RIT trailblazers make the Forbes 30 Under 30 list

Jackie Wiley and Dylan Ayrey make Forbes list for leading in games and cybersecurity

RIT alumni Jackie Wiley ’16 and Dylan Ayrey ’15 were named on the Forbes 30 Under 30 list for 2022.

Forbes has identified a few of the Rochester Institute of Technology alumni set to define the next decade—and beyond.

Two RIT alumni—and a third just a few months shy of the age cut-off—were named on the Forbes 30 Under 30 list for 2022.

Jackie Wiley ’16 (game design and development) was honored in the Games category as an advocate for representation and diversity in World of Warcraft and other video games. Dylan Ayrey ’15 (computer engineering) was named in the Enterprise Technology category for developing the TruffleHog cybersecurity tool and founding a company that aims to improve cloud security. Ayrey co-founded the company with fellow RIT alumnus Dustin Decker ’15 (mechanical engineering technology).

The prestigious Forbes 30 Under 30 list identifies the new guard, the young innovators, trailblazers, and disruptors remaking the world. The Class of 2022 honored 600 of the brightest young entrepreneurs, leaders, and stars in 23 different categories—from singer Oliva Rodrigo to an entrepreneur who redistributes recycled technology to build computer labs in African schools. This is the 10th anniversary of the Forbes 30 Under 30.

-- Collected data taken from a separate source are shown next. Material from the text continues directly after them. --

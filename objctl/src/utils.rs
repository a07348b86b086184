//! Utility functions

use std::sync::OnceLock;

/// Version information for objctl
#[derive(Debug, Clone)]
pub struct VersionInfo {
    pub version: String,
    pub git_hash: String,
    pub build_time: String,
}

/// Get version information
pub fn version_info() -> VersionInfo {
    VersionInfo {
        version: env!("CARGO_PKG_VERSION").to_string(),
        git_hash: option_env!("GIT_HASH").unwrap_or("unknown").to_string(),
        build_time: option_env!("BUILD_TIME").unwrap_or("unknown").to_string(),
    }
}

/// Version line shown by `--version`
pub fn version_string() -> &'static str {
    static VERSION_STRING: OnceLock<String> = OnceLock::new();

    VERSION_STRING.get_or_init(|| {
        let info = version_info();
        format!("{} ({} {})", info.version, info.git_hash, info.build_time)
    })
}
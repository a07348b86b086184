//! Error types for objctl

use thiserror::Error;

/// Main error type for objctl
#[derive(Error, Debug)]
pub enum CliError {
    #[error("IO error: {0}")]
    IoError(#[from] std::io::Error),

    #[error("JSON error: {0}")]
    JsonError(#[from] serde_json::Error),

    #[error("HTTP error: {0}")]
    HttpError(#[from] reqwest::Error),

    #[error("Invalid header value: {0}")]
    HeaderError(#[from] http::header::InvalidHeaderValue),

    #[error("{status}: {body}")]
    ApiError { status: u16, body: String },

    #[error("{0}")]
    ObjectFileError(String),

    #[error("Unable to set layer-id for layer type {0} from the given context. Please specify a unique layer-id value with the --layer-id flag")]
    LayerError(String),

    #[error("Configuration error: {0}")]
    ConfigError(String),

    #[error("Context not found: {0}")]
    ContextNotFound(String),

    #[error("Validation error: {0}")]
    ValidationError(String),
}
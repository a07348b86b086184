//! objctl library
//!
//! Layered object writes and solution status queries against the object
//! store service.

pub mod cli;
pub mod commands;
pub mod errors;
pub mod filesys;
pub mod http;
pub mod layers;
pub mod logs;
pub mod output;
pub mod storage;
pub mod utils;
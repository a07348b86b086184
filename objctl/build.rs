//! Build script for objctl
//! Captures build-time metadata for version info

use chrono::Utc;
use std::process::Command;

fn main() {
    // Get git commit hash
    let git_hash = Command::new("git")
        .args(["rev-parse", "--short", "HEAD"])
        .output()
        .ok()
        // Outside a git checkout the command fails with empty stdout
        .filter(|output| output.status.success())
        .and_then(|output| String::from_utf8(output.stdout).ok())
        .map(|s| s.trim().to_string())
        .unwrap_or_else(|| "unknown".to_string());

    // Get build timestamp
    let build_time = Utc::now().format("%Y-%m-%d %H:%M:%S UTC").to_string();

    // Set environment variables for compilation
    println!("cargo:rustc-env=GIT_HASH={}", git_hash);
    println!("cargo:rustc-env=BUILD_TIME={}", build_time);

    // Rerun if git HEAD changes
    println!("cargo:rerun-if-changed=.git/HEAD");
}
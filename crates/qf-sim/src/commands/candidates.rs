use std::error::Error;
use std::io::{self, BufWriter, Write};

use clap::Args;
use qf_batch::candidates;

#[derive(Args, Debug)]
pub struct CandidatesArgs {
    /// Inclusive lower bound.
    #[arg(long, default_value_t = 2)]
    pub from: u64,
    /// Exclusive upper bound.
    #[arg(long)]
    pub to: u64,
}

pub fn run(args: &CandidatesArgs) -> Result<(), Box<dyn Error>> {
    let stdout = io::stdout();
    let mut out = BufWriter::new(stdout.lock());
    for d in candidates(args.from, args.to) {
        writeln!(out, "{d}")?;
    }
    out.flush()?;
    Ok(())
}
use std::fs;
use std::num::NonZeroUsize;
use std::path::{Path, PathBuf};
use std::thread;

use qf_core::errors::{ErrorInfo, QfError};
use qf_core::FieldIndex;
use qf_oracle::OracleSpec;
use serde::{Deserialize, Serialize};

use crate::dispatch::{DispatchOpts, FailurePolicy};
use crate::hash::stable_hash_string;
use crate::serde::{from_yaml_slice, to_yaml_string};
use crate::writer::{OutputFormat, WriteOpts};

fn range_error(code: &str, message: &str, key: &str, value: impl ToString) -> QfError {
    QfError::Range(ErrorInfo::new(code, message).with_context(key, value.to_string()))
}

fn config_error(code: &str, message: &str, key: &str, value: impl ToString) -> QfError {
    QfError::Config(ErrorInfo::new(code, message).with_context(key, value.to_string()))
}

/// How `total_fields` and the batch size are counted.
#[derive(Debug, Clone, Copy, PartialEq, Eq, Serialize, Deserialize, Default)]
#[serde(rename_all = "kebab-case")]
pub enum Sizing {
    /// Counts are numbers of fields; every batch but the last holds exactly `B` fields.
    #[default]
    Fields,
    /// Counts are spans of raw integers, filtered to squarefree values per batch.
    Raw,
}

/// Where and how batch files are written.
#[derive(Debug, Clone, PartialEq, Eq, Serialize, Deserialize)]
pub struct OutputSpec {
    /// Directory receiving batch files and the run report.
    #[serde(default = "OutputSpec::default_dir")]
    pub dir: PathBuf,
    /// File name prefix for batch files.
    #[serde(default = "OutputSpec::default_prefix")]
    pub prefix: String,
    /// Serialization format of batch files.
    #[serde(default)]
    pub format: OutputFormat,
    /// Sort rows by `d` instead of keeping completion order.
    #[serde(default)]
    pub sort_rows: bool,
}

impl OutputSpec {
    fn default_dir() -> PathBuf {
        PathBuf::from("invariants")
    }

    fn default_prefix() -> String {
        "invariants".to_string()
    }

    /// Writer options derived from this spec.
    pub fn write_opts(&self) -> WriteOpts {
        WriteOpts {
            format: self.format,
            sort_rows: self.sort_rows,
        }
    }
}

impl Default for OutputSpec {
    fn default() -> Self {
        Self {
            dir: Self::default_dir(),
            prefix: Self::default_prefix(),
            format: OutputFormat::default(),
            sort_rows: false,
        }
    }
}

/// Parameters of one survey run.
#[derive(Debug, Clone, PartialEq, Eq, Serialize, Deserialize)]
pub struct RunParams {
    /// Number of fields (or raw integers, see [`Sizing`]) to process.
    pub total_fields: u64,
    /// First raw integer considered.
    #[serde(default = "RunParams::default_start")]
    pub start: u64,
    /// Worker pool size; the host's available parallelism when absent.
    #[serde(default, skip_serializing_if = "Option::is_none")]
    pub workers: Option<usize>,
    /// Batch size contributed by each worker.
    #[serde(default = "RunParams::default_batch_size_per_worker")]
    pub batch_size_per_worker: u64,
    /// Indices handed to a worker per scheduling unit.
    #[serde(default = "RunParams::default_dispatch_chunk_size")]
    pub dispatch_chunk_size: usize,
    /// Counting mode for `total_fields` and batch sizes.
    #[serde(default)]
    pub sizing: Sizing,
    /// Extra oracle attempts per index.
    #[serde(default)]
    pub max_retries: u32,
    /// Reaction to oracle failures.
    #[serde(default)]
    pub failure_policy: FailurePolicy,
    /// Oracle used to compute invariants.
    #[serde(default)]
    pub oracle: OracleSpec,
    /// Output configuration.
    #[serde(default)]
    pub output: OutputSpec,
}

impl RunParams {
    /// Default batch size per worker.
    pub const DEFAULT_BATCH_SIZE_PER_WORKER: u64 = 10_000;
    /// Default dispatch chunk size.
    pub const DEFAULT_DISPATCH_CHUNK_SIZE: usize = 1_000;
    /// Largest accepted per-index retry count.
    pub const MAX_RETRIES: u32 = 5;

    fn default_start() -> u64 {
        2
    }

    fn default_batch_size_per_worker() -> u64 {
        Self::DEFAULT_BATCH_SIZE_PER_WORKER
    }

    fn default_dispatch_chunk_size() -> usize {
        Self::DEFAULT_DISPATCH_CHUNK_SIZE
    }

    /// Parameters for `total_fields` with every other value defaulted.
    pub fn new(total_fields: u64) -> Self {
        Self {
            total_fields,
            start: Self::default_start(),
            workers: None,
            batch_size_per_worker: Self::DEFAULT_BATCH_SIZE_PER_WORKER,
            dispatch_chunk_size: Self::DEFAULT_DISPATCH_CHUNK_SIZE,
            sizing: Sizing::default(),
            max_retries: 0,
            failure_policy: FailurePolicy::default(),
            oracle: OracleSpec::default(),
            output: OutputSpec::default(),
        }
    }

    /// Worker count, resolving the host default.
    pub fn worker_count(&self) -> usize {
        self.workers.unwrap_or_else(|| {
            thread::available_parallelism()
                .map(NonZeroUsize::get)
                .unwrap_or(1)
        })
    }

    /// Copy with `workers` pinned to [`Self::worker_count`].
    pub fn resolved(&self) -> Self {
        Self {
            workers: Some(self.worker_count()),
            ..self.clone()
        }
    }

    /// Batch size `B = W * batch_size_per_worker`.
    pub fn batch_size(&self) -> u64 {
        (self.worker_count() as u64).saturating_mul(self.batch_size_per_worker)
    }

    /// Dispatcher options derived from these parameters.
    pub fn dispatch_opts(&self) -> DispatchOpts {
        DispatchOpts {
            workers: self.worker_count(),
            chunk_size: self.dispatch_chunk_size,
            max_retries: self.max_retries,
            failure_policy: self.failure_policy,
        }
    }

    /// Rejects parameters that cannot describe a run before any work starts.
    pub fn validate(&self) -> Result<(), QfError> {
        if self.total_fields == 0 {
            return Err(range_error(
                "total-fields",
                "total number of fields must be positive",
                "total_fields",
                self.total_fields,
            ));
        }
        if self.start < 2 {
            return Err(range_error(
                "start",
                "enumeration starts at 2 or later",
                "start",
                self.start,
            ));
        }
        let last = self
            .start
            .checked_add(self.total_fields - 1)
            .filter(|last| *last <= FieldIndex::MAX);
        if last.is_none() {
            return Err(QfError::Range(
                ErrorInfo::new("range-overflow", "requested range exceeds supported indices")
                    .with_context("start", self.start.to_string())
                    .with_context("total_fields", self.total_fields.to_string())
                    .with_context("max", FieldIndex::MAX.to_string()),
            ));
        }
        if self.workers == Some(0) {
            return Err(config_error(
                "workers",
                "worker count must be at least 1",
                "workers",
                0,
            ));
        }
        if self.batch_size_per_worker == 0 {
            return Err(config_error(
                "batch-size",
                "batch size per worker must be at least 1",
                "batch_size_per_worker",
                0,
            ));
        }
        if self.dispatch_chunk_size == 0 {
            return Err(config_error(
                "chunk-size",
                "dispatch chunk size must be at least 1",
                "dispatch_chunk_size",
                0,
            ));
        }
        if self.max_retries > Self::MAX_RETRIES {
            return Err(config_error(
                "max-retries",
                "retry count is bounded",
                "max_retries",
                self.max_retries,
            ));
        }
        if self.output.prefix.is_empty() || self.output.prefix.contains(['/', '\\']) {
            return Err(config_error(
                "output-prefix",
                "output prefix must be a plain file name",
                "prefix",
                &self.output.prefix,
            ));
        }
        Ok(())
    }

    /// Canonical hash of the parameters.
    pub fn params_hash(&self) -> Result<String, QfError> {
        stable_hash_string(self)
    }

    /// YAML representation suitable for `load_params`.
    pub fn to_yaml_string(&self) -> Result<String, QfError> {
        to_yaml_string(self)
    }
}

/// Loads run parameters from a YAML file.
pub fn load_params<P: AsRef<Path>>(path: P) -> Result<RunParams, QfError> {
    let path = path.as_ref();
    let bytes = fs::read(path).map_err(|err| {
        QfError::Config(
            ErrorInfo::new("params-read", err.to_string())
                .with_context("path", path.display().to_string()),
        )
    })?;
    from_yaml_slice(&bytes).map_err(|err| err.with_context("path", path.display().to_string()))
}
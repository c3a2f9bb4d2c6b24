//! Continued fraction expansion of the maximal order generator.
//!
//! For `w = sqrt(d)` (or `(1 + sqrt(d))/2` when `d = 1 mod 4`) every complete
//! quotient after the first is reduced, so the expansion is purely periodic
//! from index 1. The product of the complete quotients over one period is the
//! fundamental unit and the sum of their logarithms is the regulator.

use num_bigint::BigInt;
use num_integer::Integer;
use num_traits::{One, Zero};
use qf_core::errors::{ErrorInfo, QfError};
use qf_core::FieldIndex;

use crate::unit::FundamentalUnit;

/// Integer square root, `floor(sqrt(n))` for `n >= 0`.
pub fn isqrt(n: i128) -> i128 {
    if n < 2 {
        return n.max(0);
    }
    let mut x = (n as f64).sqrt() as i128;
    while x * x > n {
        x -= 1;
    }
    while (x + 1) * (x + 1) <= n {
        x += 1;
    }
    x
}

/// Complete quotient `(p + sqrt(d)) / q` with `q | d - p^2`.
#[derive(Debug, Clone, Copy, PartialEq, Eq)]
struct Quotient {
    p: i128,
    q: i128,
}

impl Quotient {
    fn partial(self, root: i128) -> i128 {
        (self.p + root).div_euclid(self.q)
    }

    fn next(self, d: i128, root: i128) -> Self {
        let a = self.partial(root);
        let p = a * self.q - self.p;
        let q = (d - p * p) / self.q;
        Self { p, q }
    }
}

/// Output of one period of the expansion.
#[derive(Debug, Clone, PartialEq)]
pub struct UnitExpansion {
    /// Fundamental unit of the maximal order, greater than one.
    pub unit: FundamentalUnit,
    /// Natural logarithm of the unit.
    pub regulator: f64,
    /// Period length of the expansion.
    pub period: usize,
}

/// Expands the generator of the maximal order of `Q(sqrt(d))` over one period.
pub fn expand(index: FieldIndex) -> Result<UnitExpansion, QfError> {
    let raw = index.get();
    let d = raw as i128;
    let root = isqrt(d);
    let start = if raw % 4 == 1 {
        Quotient { p: 1, q: 2 }
    } else {
        Quotient { p: 0, q: 1 }
    };

    let first = start.next(d, root);
    let big_d = BigInt::from(raw);
    let sqrt_d = (raw as f64).sqrt();
    let (mut x, mut y, mut z) = (BigInt::one(), BigInt::zero(), BigInt::one());
    let mut regulator = 0.0f64;
    let mut period = 0usize;
    let mut current = first;
    loop {
        if current.q <= 0 {
            return Err(QfError::Oracle(
                ErrorInfo::new("expansion-not-reduced", "complete quotient lost reduction")
                    .with_context("d", raw.to_string())
                    .with_context("step", period.to_string()),
            ));
        }
        let p = BigInt::from(current.p);
        let next_x = &x * &p + &y * &big_d;
        let next_y = &x + &y * &p;
        x = next_x;
        y = next_y;
        z *= BigInt::from(current.q);
        let g = x.gcd(&y).gcd(&z);
        if !g.is_one() {
            x /= &g;
            y /= &g;
            z /= &g;
        }
        regulator += ((current.p as f64 + sqrt_d) / current.q as f64).ln();
        period += 1;

        current = current.next(d, root);
        if current == first {
            break;
        }
    }

    let unit = FundamentalUnit::from_fraction(&x, &y, &z, raw)?;
    if !unit.is_unit() {
        return Err(QfError::Oracle(
            ErrorInfo::new("unit-norm", "period product does not have norm +-1")
                .with_context("d", raw.to_string())
                .with_context("unit", unit.to_string()),
        ));
    }
    Ok(UnitExpansion {
        unit,
        regulator,
        period,
    })
}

“It was super exciting to see our names and hard work featured on this list,” said Ayrey. “But I also had a little bit of imposter syndrome seeing my name next to Miley Cyrus.”

While at RIT, Ayrey and Wiley actually knew each other through the Free and Open Source Software (FOSS) program. Now, those opportunities to get creative at RIT have led to new ventures in their fields. 

Advocate in games

Wiley started playing World of Warcraft (WoW) when she was 11 years old. Now, as a quest designer for WoW at Blizzard Entertainment, she is leading the charge to increase diverse representation in gaming.

WoW is a world where everyone can feel at home, have fun, make friends, and have lasting relationships,” said Wiley. “WoW has always had a way for people to represent themselves, but it wasn’t nearly enough. It’s a fantasy world and there is no reason for bias against anyone for who they are or who they love.” 

At Blizzard, Wiley and a co-worker led the implementation of Pelagos, an angel-in-training kyrian aspirant, who is also WoW’s first openly transgender character in the Shadowlands expansion. She noted that players might not discover Pelagos identifies as trans—until they chat with the character and get to know his backstory.

“Pelagos is a character who happens to be trans,” said Wiley. “He shares this information with the player after they become close friends. It’s not the main focus of his story—it’s just a fact about him.”

When creating the character, Wiley wanted to make sure that Pelagos was voiced by a trans man. She said that this was tricky to coordinate during COVID, when it was hard for voice actors to get into the recording studio. However, they made it happen and it helped her creation stay true to character.

While at Blizzard, Wiley wants to help change the culture of the whole gaming industry. She said that since she started, her quest design team has gone from only having a few women to now being made up of almost half women.

“Oftentimes, in the games industry, people aren’t treated right and that bothers me,” said Wiley. “The industry has a lot of rampant abuse of all kinds and I try to help fight against that however I can. Our voices have been getting stronger and louder. And I don’t hesitate to speak up and help lift others up.”

She still doesn’t know who actually nominated her for the Forbes list, but said she is honored people see her as a leader and hopes to continue making the industry a better place for all.

Truffle Security

Ayrey created the TruffleHog Python tool in 2017, while unemployed and sitting on the couch at Decker’s apartment. It started as a way for Ayrey to earn bug bounties, which is compensation people can earn for finding and reporting security vulnerabilities. Over the next couple years, as the open source tool began to gain popularity, he thought about new ways to expand the tool and use it for good.

Ayrey teamed up with Decker—who he has known since their first year at RIT—and another friend, Julian Dunning. They decided to leave their full-time jobs and launch Truffle Security in 2021.

Truffle Security helps businesses optimize their use of TruffleHog. The tool works by scanning computer network environments for secrets like private keys and credentials, so people can protect their data before a breach occurs.

Private keys or tokens are used by cloud providers and other computing companies every day, to privately connect servers and networks to each other. Sometimes these keys make their way into JavaScript or another public facing place, where someone could use it to access something they shouldn’t. For example, Ayrey once found an Amazon Web Services key that was buried in the code of the front page of Weather.com.

Today, the company has $15.2 million in funding from Andreessen Horowitz, Expa, Harpoon, and others. They are growing and will soon have about 10 employees across the country.

“It’s not something I ever imagined happening,” said Decker, who was two-and-a-half months shy of the 30-year-old cut-off for the Forbes list. “I’m really proud of what we have built in such a short period of time and the trajectory we are having.”